A cerimônia principal em Porto Alegre no dia 23 de julho, seguida por ato em Pelotas, transforma o Auditório do Ministério Público em palco para uma reparação simbólica que abrange mais de 50 cidades gaúchas. O critério de seleção das homenageadas revela a potência da iniciativa: foram priorizadas mulheres que, como a própria Preta Roza, atuam nos bastidores da transformação social – professoras, agentes comunitárias, pesquisadoras e lideranças locais cujos nomes raramente ocupam manchetes.
Laura Sito articula com a medalha um duplo movimento: ao mesmo tempo que resgata figuras históricas silenciadas, como a quilombola que nomeia a honraria, joga luz sobre contemporâneas que reinventam diariamente a resistência. “Dar visibilidade a essas trajetórias é mostrar que o RS tem outras referências de heroísmo além das oficiais”, afirma a deputada, em clara alusão ao imaginário tradicional gaúcho, historicamente branco e masculino.

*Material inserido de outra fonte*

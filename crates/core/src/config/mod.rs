//! Configuration system for dynmsg
//!
//! This module provides:
//! - [`CoreConfig`] - gateway-level settings (`configs/core.toml`)
//! - [`SchemaCatalog`] - message contracts known at startup (`configs/catalog.toml`)
//! - TOML file format, auto-generation of a default core config, manual reload
//!
//! # Example
//!
//! ```ignore
//! use dynmsg_core::config::{CoreConfig, SchemaCatalog};
//!
//! let config = CoreConfig::load().unwrap_or_default();
//! if let Some(path) = config.catalog_file()? {
//!     let catalog = SchemaCatalog::load_from(&path)?;
//!     println!("{} contracts", catalog.schemas.len());
//! }
//! ```

mod catalog;
mod loader;

use std::path::{Path, PathBuf};

use serde::{Deserialize, Serialize};

pub use catalog::SchemaCatalog;
pub use loader::{base_dir, catalog_path, configs_dir, core_config_path, resolve_in, HOME_ENV};

/// Configuration system errors
#[derive(Debug, thiserror::Error)]
pub enum ConfigError {
    /// Failed to read or write config file
    #[error("IO error: {0}")]
    IoError(#[from] std::io::Error),

    /// Failed to parse TOML content
    #[error("Failed to parse TOML: {0}")]
    ParseError(#[from] toml::de::Error),

    /// Failed to serialize config to TOML
    #[error("Failed to serialize config: {0}")]
    SerializeError(#[from] toml::ser::Error),

    /// Could not determine config directory
    #[error("Config directory not available - could not resolve base path")]
    NoConfigDirectory,
}

/// Result type for config operations
pub type ConfigResult<T> = Result<T, ConfigError>;

/// Core gateway configuration.
///
/// Loaded from `configs/core.toml`.
#[derive(Debug, Clone, PartialEq, Serialize, Deserialize)]
#[serde(default)]
pub struct CoreConfig {
    /// Config version for future migration support
    pub version: u32,

    /// Enable debug logging
    pub debug: bool,

    /// `tracing` filter directive, e.g. `"dynmsg_engine=trace,info"`
    #[serde(skip_serializing_if = "Option::is_none")]
    pub log_filter: Option<String>,

    /// Schema catalog to synthesize at startup, relative to the configs dir
    #[serde(skip_serializing_if = "Option::is_none")]
    pub catalog: Option<PathBuf>,
}

impl Default for CoreConfig {
    fn default() -> Self {
        Self {
            version: 1,
            debug: false,
            log_filter: None,
            catalog: None,
        }
    }
}

impl CoreConfig {
    /// Load core config from file, creating default if missing.
    pub fn load() -> ConfigResult<Self> {
        Self::load_or_create(&core_config_path()?)
    }

    /// Load config from `path`, writing a default config there if missing.
    pub fn load_or_create(path: &Path) -> ConfigResult<Self> {
        if path.exists() {
            let config = Self::load_from(path)?;
            tracing::debug!("Loaded core config from {:?}", path);
            Ok(config)
        } else {
            let default = Self::default();
            default.save_to(path)?;
            tracing::info!("Created default core config at {:?}", path);
            Ok(default)
        }
    }

    /// Load config from `path`.
    pub fn load_from(path: &Path) -> ConfigResult<Self> {
        let content = std::fs::read_to_string(path)?;
        Ok(toml::from_str(&content)?)
    }

    /// Save core config to file.
    pub fn save(&self) -> ConfigResult<()> {
        self.save_to(&core_config_path()?)
    }

    /// Save config to `path`, creating parent directories.
    pub fn save_to(&self, path: &Path) -> ConfigResult<()> {
        if let Some(parent) = path.parent() {
            std::fs::create_dir_all(parent)?;
        }

        let content = toml::to_string_pretty(self)?;
        std::fs::write(path, content)?;
        tracing::debug!("Saved core config to {:?}", path);
        Ok(())
    }

    /// Reload core config from file.
    pub fn reload(&mut self) -> ConfigResult<()> {
        let path = core_config_path()?;
        *self = Self::load_from(&path)?;
        tracing::debug!("Reloaded core config from {:?}", path);
        Ok(())
    }

    /// Absolute path of the configured catalog, if any
    pub fn catalog_file(&self) -> ConfigResult<Option<PathBuf>> {
        match &self.catalog {
            Some(path) => Ok(Some(resolve_in(&configs_dir()?, path))),
            None => Ok(None),
        }
    }

    /// Default filter directive when neither `RUST_LOG` nor `log_filter` is set
    pub fn default_log_filter(&self) -> &'static str {
        if self.debug {
            "debug"
        } else {
            "info"
        }
    }
}
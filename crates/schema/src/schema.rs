//! Schema definitions
//!
//! A [`Schema`] names a message contract and lists its fields in layout
//! order. Schemas are input only: the engine resolves them into record types
//! and does not keep them around.

use std::collections::HashSet;

use serde::{Deserialize, Serialize};

use crate::field::{FieldDescriptor, FieldType};
use crate::hash::Fingerprinter;

/// Why a schema failed validation
#[derive(Debug, Clone, PartialEq, Eq, thiserror::Error)]
pub enum SchemaViolation {
    #[error("type name is empty")]
    EmptyName,

    #[error("type name `{0}` is not a valid identifier")]
    InvalidName(String),

    #[error("field name `{0}` is not a valid identifier")]
    InvalidFieldName(String),

    #[error("field `{0}` is declared more than once")]
    DuplicateField(String),
}

/// A message contract definition: a type name plus ordered fields
#[derive(Debug, Clone, PartialEq, Eq, Serialize, Deserialize)]
pub struct Schema {
    /// Type name, also the registry key
    pub name: String,

    /// Fields in declaration (layout) order
    #[serde(default)]
    pub fields: Vec<FieldDescriptor>,
}

impl Schema {
    /// Create a schema from a name and field list
    pub fn new(name: impl Into<String>, fields: Vec<FieldDescriptor>) -> Self {
        Self {
            name: name.into(),
            fields,
        }
    }

    /// Start building a schema
    pub fn builder(name: impl Into<String>) -> SchemaBuilder {
        SchemaBuilder::new(name)
    }

    /// Find a field by name
    pub fn field(&self, name: &str) -> Option<&FieldDescriptor> {
        self.fields.iter().find(|f| f.name == name)
    }

    /// Check the name and field invariants
    ///
    /// Kinds are not checked here; whether a kind is supported depends on
    /// which record types the engine already knows.
    pub fn validate(&self) -> Result<(), SchemaViolation> {
        if self.name.is_empty() {
            return Err(SchemaViolation::EmptyName);
        }
        if !is_valid_identifier(&self.name) {
            return Err(SchemaViolation::InvalidName(self.name.clone()));
        }

        let mut seen = HashSet::with_capacity(self.fields.len());
        for field in &self.fields {
            if field.name.contains('.') || !is_valid_identifier(&field.name) {
                return Err(SchemaViolation::InvalidFieldName(field.name.clone()));
            }
            if !seen.insert(field.name.as_str()) {
                return Err(SchemaViolation::DuplicateField(field.name.clone()));
            }
        }

        Ok(())
    }

    /// Structural fingerprint over the name and the ordered fields
    ///
    /// Two schemas with the same fingerprint declare the same type.
    pub fn fingerprint(&self) -> u64 {
        let mut hasher = Fingerprinter::new().part(&self.name);
        for field in &self.fields {
            hasher = hasher.part(&field.name).part(&field.kind.canonical_name());
        }
        hasher.finish()
    }

    /// Names of record types this schema refers to
    pub fn dependencies(&self) -> impl Iterator<Item = &str> {
        self.fields.iter().filter_map(|f| match &f.kind {
            FieldType::Record(target) => Some(target.as_str()),
            _ => None,
        })
    }
}

/// Check whether `s` is a valid type identifier
///
/// Identifiers start with an ASCII letter or `_` and continue with ASCII
/// alphanumerics or `_`. A `.` may separate namespace segments, each of which
/// must itself be a valid identifier (`Contracts.OrderPlaced`).
pub fn is_valid_identifier(s: &str) -> bool {
    !s.is_empty() && s.split('.').all(is_valid_segment)
}

fn is_valid_segment(segment: &str) -> bool {
    let mut chars = segment.chars();
    match chars.next() {
        Some(c) if c.is_ascii_alphabetic() || c == '_' => {}
        _ => return false,
    }
    chars.all(|c| c.is_ascii_alphanumeric() || c == '_')
}

/// Fluent builder for [`Schema`]
#[derive(Debug, Clone)]
pub struct SchemaBuilder {
    name: String,
    fields: Vec<FieldDescriptor>,
}

impl SchemaBuilder {
    /// Create a new builder
    pub fn new(name: impl Into<String>) -> Self {
        Self {
            name: name.into(),
            fields: Vec::new(),
        }
    }

    /// Add a field of any kind
    pub fn field(mut self, name: impl Into<String>, kind: impl Into<FieldType>) -> Self {
        self.fields.push(FieldDescriptor::new(name, kind));
        self
    }

    pub fn integer(self, name: impl Into<String>) -> Self {
        self.field(name, FieldType::Integer)
    }

    pub fn float(self, name: impl Into<String>) -> Self {
        self.field(name, FieldType::Float)
    }

    pub fn text(self, name: impl Into<String>) -> Self {
        self.field(name, FieldType::Text)
    }

    pub fn boolean(self, name: impl Into<String>) -> Self {
        self.field(name, FieldType::Boolean)
    }

    pub fn bytes(self, name: impl Into<String>) -> Self {
        self.field(name, FieldType::Bytes)
    }

    /// Add a nested record field referring to `type_name`
    pub fn record(self, name: impl Into<String>, type_name: impl Into<String>) -> Self {
        self.field(name, FieldType::Record(type_name.into()))
    }

    /// Build the schema (validation happens at synthesis)
    pub fn build(self) -> Schema {
        Schema {
            name: self.name,
            fields: self.fields,
        }
    }
}

#[cfg(test)]
mod tests {
    use super::*;

    #[test]
    fn test_identifier_rules() {
        assert!(is_valid_identifier("OrderPlaced"));
        assert!(is_valid_identifier("_internal"));
        assert!(is_valid_identifier("Contracts.V2.OrderPlaced"));
        assert!(is_valid_identifier("a1"));

        assert!(!is_valid_identifier(""));
        assert!(!is_valid_identifier("1Order"));
        assert!(!is_valid_identifier("Order Placed"));
        assert!(!is_valid_identifier(".Order"));
        assert!(!is_valid_identifier("Order."));
        assert!(!is_valid_identifier("Contracts..Order"));
        assert!(!is_valid_identifier("Order-Placed"));
    }

    #[test]
    fn test_validate_ok() {
        let schema = Schema::builder("Person").text("name").integer("age").build();
        assert_eq!(schema.validate(), Ok(()));
    }

    #[test]
    fn test_validate_empty_name() {
        let schema = Schema::new("", vec![]);
        assert_eq!(schema.validate(), Err(SchemaViolation::EmptyName));
    }

    #[test]
    fn test_validate_duplicate_field() {
        let schema = Schema::builder("Person").text("name").integer("name").build();
        assert_eq!(
            schema.validate(),
            Err(SchemaViolation::DuplicateField("name".to_string()))
        );
    }

    #[test]
    fn test_validate_field_name() {
        let schema = Schema::builder("Person").text("first.name").build();
        assert_eq!(
            schema.validate(),
            Err(SchemaViolation::InvalidFieldName("first.name".to_string()))
        );

        let schema = Schema::builder("Person").text("").build();
        assert!(matches!(
            schema.validate(),
            Err(SchemaViolation::InvalidFieldName(_))
        ));
    }

    #[test]
    fn test_fingerprint_tracks_fields() {
        let a = Schema::builder("Person").text("name").integer("age").build();
        let b = Schema::builder("Person").text("name").integer("age").build();
        let c = Schema::builder("Person").text("name").text("age").build();
        let d = Schema::builder("Person").integer("age").text("name").build();

        assert_eq!(a.fingerprint(), b.fingerprint());
        assert_ne!(a.fingerprint(), c.fingerprint());
        assert_ne!(a.fingerprint(), d.fingerprint());
    }

    #[test]
    fn test_dependencies() {
        let schema = Schema::builder("Order")
            .record("shipping", "Address")
            .integer("qty")
            .record("billing", "Address")
            .build();
        let deps: Vec<_> = schema.dependencies().collect();
        assert_eq!(deps, vec!["Address", "Address"]);
    }
}
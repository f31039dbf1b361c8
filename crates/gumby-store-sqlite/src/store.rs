//! [`SqliteStore`], the SQLite implementation of [`DocumentStore`].

use std::path::Path;

use chrono::Utc;
use gumby_core::{StoreDocument, store::DocumentStore};
use rusqlite::OptionalExtension as _;

use crate::{
  Result,
  encode::{RawDocument, encode_body, encode_dt},
  schema::SCHEMA,
};

// ─── Store ───────────────────────────────────────────────────────────────────

/// A Gumby document store backed by a single SQLite file.
///
/// Cloning is cheap; the inner connection is reference-counted.
#[derive(Clone)]
pub struct SqliteStore {
  conn: tokio_rusqlite::Connection,
}

impl SqliteStore {
  /// Open (or create) a store at `path` and run schema initialisation.
  pub async fn open(path: impl AsRef<Path>) -> Result<Self> {
    let conn = tokio_rusqlite::Connection::open(path).await?;
    let store = Self { conn };
    store.init_schema().await?;
    Ok(store)
  }

  /// Open an in-memory store, mostly for tests.
  pub async fn open_in_memory() -> Result<Self> {
    let conn = tokio_rusqlite::Connection::open_in_memory().await?;
    let store = Self { conn };
    store.init_schema().await?;
    Ok(store)
  }

  async fn init_schema(&self) -> Result<()> {
    self
      .conn
      .call(|conn| {
        conn.execute_batch(SCHEMA)?;
        Ok(())
      })
      .await?;
    Ok(())
  }

  /// Number of documents stored in `index`.
  pub async fn count(&self, index: &'static str) -> Result<usize> {
    let count: i64 = self
      .conn
      .call(move |conn| {
        Ok(conn.query_row(
          "SELECT COUNT(*) FROM documents WHERE index_name = ?1",
          rusqlite::params![index],
          |row| row.get(0),
        )?)
      })
      .await?;
    Ok(usize::try_from(count).unwrap_or_default())
  }
}

// ─── DocumentStore impl ──────────────────────────────────────────────────────

impl DocumentStore for SqliteStore {
  type Error = crate::Error;

  async fn put(
    &self,
    index: &'static str,
    id: String,
    doc: StoreDocument,
  ) -> Result<()> {
    let body = encode_body(&doc)?;
    let at_str = encode_dt(Utc::now());
    tracing::debug!(index, id = %id, bytes = body.len(), "indexing document");

    self
      .conn
      .call(move |conn| {
        conn.execute(
          "INSERT INTO documents (index_name, doc_id, body, indexed_at)
           VALUES (?1, ?2, ?3, ?4)
           ON CONFLICT (index_name, doc_id)
           DO UPDATE SET body = excluded.body, indexed_at = excluded.indexed_at",
          rusqlite::params![index, id, body, at_str],
        )?;
        Ok(())
      })
      .await?;
    Ok(())
  }

  async fn get(
    &self,
    index: &'static str,
    id: String,
  ) -> Result<Option<StoreDocument>> {
    tracing::debug!(index, id = %id, "fetching document");

    let raw: Option<RawDocument> = self
      .conn
      .call(move |conn| {
        Ok(
          conn
            .query_row(
              "SELECT index_name, doc_id, body FROM documents
               WHERE index_name = ?1 AND doc_id = ?2",
              rusqlite::params![index, id],
              |row| {
                Ok(RawDocument {
                  index_name: row.get(0)?,
                  doc_id:     row.get(1)?,
                  body:       row.get(2)?,
                })
              },
            )
            .optional()?,
        )
      })
      .await?;

    raw.map(RawDocument::into_document).transpose()
  }

  async fn delete(&self, index: &'static str, id: String) -> Result<bool> {
    tracing::debug!(index, id = %id, "deleting document");

    let removed = self
      .conn
      .call(move |conn| {
        Ok(conn.execute(
          "DELETE FROM documents WHERE index_name = ?1 AND doc_id = ?2",
          rusqlite::params![index, id],
        )?)
      })
      .await?;
    Ok(removed > 0)
  }

  async fn list(&self, index: &'static str) -> Result<Vec<StoreDocument>> {
    let raws: Vec<RawDocument> = self
      .conn
      .call(move |conn| {
        let mut stmt = conn.prepare(
          "SELECT index_name, doc_id, body FROM documents
           WHERE index_name = ?1 ORDER BY doc_id",
        )?;
        let rows = stmt
          .query_map(rusqlite::params![index], |row| {
            Ok(RawDocument {
              index_name: row.get(0)?,
              doc_id:     row.get(1)?,
              body:       row.get(2)?,
            })
          })?
          .collect::<rusqlite::Result<Vec<_>>>()?;
        Ok(rows)
      })
      .await?;

    tracing::debug!(index, count = raws.len(), "listed documents");
    raws.into_iter().map(RawDocument::into_document).collect()
  }
}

O timing do evento não é casual. Ao vincular a entrega ao 25 de julho – Dia da Mulher Negra Latino-Americana –, a iniciativa insere o Rio Grande do Sul num debate continental sobre memória e representação. Os números impressionam: 300 medalhas equivalem a quase uma para cada dia do ano, propositalmente excedendo a lógica tradicional de premiações individuais para criar um reconhecimento coletivo.
Analistas percebem na iniciativa um modelo inovador de política simbólica. Mais do que distribuir medalhas, o projeto mapeia e conecta uma rede subterrânea de ativismo negro feminino no estado, oferecendo pela primeira vez um panorama dessa atuação dispersa. Como observa Sito, citando Angela Davis, a homenagem explicita como o movimento dessas mulheres já move estruturas – faltava apenas que a sociedade oficial as visse.
Ao eleger Preta Roza como símbolo, a medalha opera ainda um revisionismo histórico necessário: prova que o sul do país, frequentemente associado apenas ao legado europeu, foi também palco de heroísmos negros e femininos. Neste Julho das Pretas, as 300 condecoradas herdam o manto da guerreira quilombola – e confirmam que sua estratégia de resistência, quatro séculos depois, segue mais viva do que nunca.